[FRIAM] acutely destructive fires in Utah/Grand Canyon
Steve Smith
sasmyth at swcp.com
Tue Jul 15 18:03:56 EDT 2025
DaveW -
I know you have moved from SoUtah to the Great Lakes (MI?) but must
still have family friends living back in Utah, not that far really from
both the North Rim fire which just burned the Grand Lodge (and much
more) there, and the LaSal FIreNado that was so spectacular and took out
a small off-grid community there.
I think you have reflected on feeling some regret over not taking
Climate Change more seriously earlier (we all have our processes and
paths around these types of things).
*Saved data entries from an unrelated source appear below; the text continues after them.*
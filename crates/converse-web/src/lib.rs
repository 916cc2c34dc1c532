//! Web transport for Converse.
//!
//! This crate exposes the conversation engine over HTTP:
//!
//! - A WebSocket endpoint (`/ws/chat`) streaming turn events as JSON.
//! - A REST API for one-shot chat, history and trash management, memory
//!   records, facts, tools and session preferences.
//! - Health and status endpoints.

pub mod api;
pub mod error;
pub mod server;
pub mod state;
pub mod ws;

pub use error::ApiError;
pub use server::WebServer;
pub use state::AppState;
I grew up around fire and
fire-fighting, mostly in rural pinon/ponderosa forests with my father as
a USFS disctrict ranger who used to also spend one or several multi-week
stints leading fire-crews in the Pacific NW or California. There was
no conception of there being a global scale warming/drying, but I do
remember him being acutely aware that "a good Spring" meant "a bad
Summer" in those Pacific forests, yielding a great deal more
undergrowth, etc to carry fire on the ground even before/outside the
bigger-hotter fires that would travel crown-crown.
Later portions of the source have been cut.